Structural alterations in the DNA ahead of the primer terminus during displacement synthesis by reverse transcriptases.

Unlike most DNA polymerases, reverse transcriptases can initiate DNA synthesis at a single-strand break and displace the downstream non- template strand simultaneously with extension of the primer. This reaction is important for generation of the long terminal repeat sequences in the duplex DNA product of retroviral reverse transcription. Oligonucleotide-based model displacement constructs were used to study the interaction of human immunodeficiency virus type 1 and Moloney murine leukemia virus reverse transcriptases with the DNA. Under conditions where the DNA is saturated with enzyme, there is no protection against DNase I cleavage of the 5' single-stranded extension that would correspond to the already-displaced strand.

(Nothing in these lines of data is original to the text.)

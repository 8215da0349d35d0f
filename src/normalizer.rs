/// Canonical matching key for a label: lower-cased, with every character that
/// is not an ASCII letter or digit removed.
///
/// # Examples
/// - "Net Profit" -> "netprofit"
/// - "Long-term Borrowings" -> "longtermborrowings"
/// - "Reserves & Surplus (Note 4)" -> "reservessurplusnote4"
pub fn normalize(label: &str) -> String {
    label
        .chars()
        .filter(|c| c.is_ascii_alphanumeric())
        .map(|c| c.to_ascii_lowercase())
        .collect()
}

/// Two labels denote the same field iff their keys are equal.
pub fn same_field(a: &str, b: &str) -> bool {
    normalize(a) == normalize(b)
}

#[cfg(test)]
mod tests {
    use super::*;

    #[test]
    fn test_normalize_strips_case_and_punctuation() {
        assert_eq!(normalize("Net Profit"), "netprofit");
        assert_eq!(normalize("NET-PROFIT"), "netprofit");
        assert_eq!(normalize("  net_profit. "), "netprofit");
        assert_eq!(normalize("Reserves & Surplus"), "reservessurplus");
    }

    #[test]
    fn test_normalize_keeps_digits() {
        assert_eq!(normalize("FY 2023 Revenue"), "fy2023revenue");
    }

    #[test]
    fn test_normalize_drops_non_ascii() {
        assert_eq!(normalize("Débiteurs"), "dbiteurs");
        assert_eq!(normalize("—"), "");
    }

    #[test]
    fn test_equivalent_labels() {
        assert!(same_field("Long-term Borrowings", "long term borrowings"));
        assert!(same_field("Cash & Cash Equivalents", "CASH CASH EQUIVALENTS"));
        assert!(!same_field("Net Sales", "Net Profit"));
    }
}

However, the DNase I footprint on the non-template strand extends from the +1 to the +9 position for the human immunodeficiency virus type 1 enzyme and from +1 to +7 or +8 for the Moloney enzyme. This extent of protection on the non-template strand is similar to what was observed previously for the template strand downstream from the primer terminus. Use of potassium permanganate as a probe for unpaired bases in the region ahead of the primer terminus reveals that the two base-pairs immediately in front of the enzyme are melted by the bound enzyme. These findings are consistent with a displacement mechanism in which the reverse transcriptase plays an active role in unpairing the DNA ahead of the translocating polymerase. The results are interpreted in light of a recent crystal structure showing the nature of the protein-DNA contacts with the template strand ahead of the primer terminus.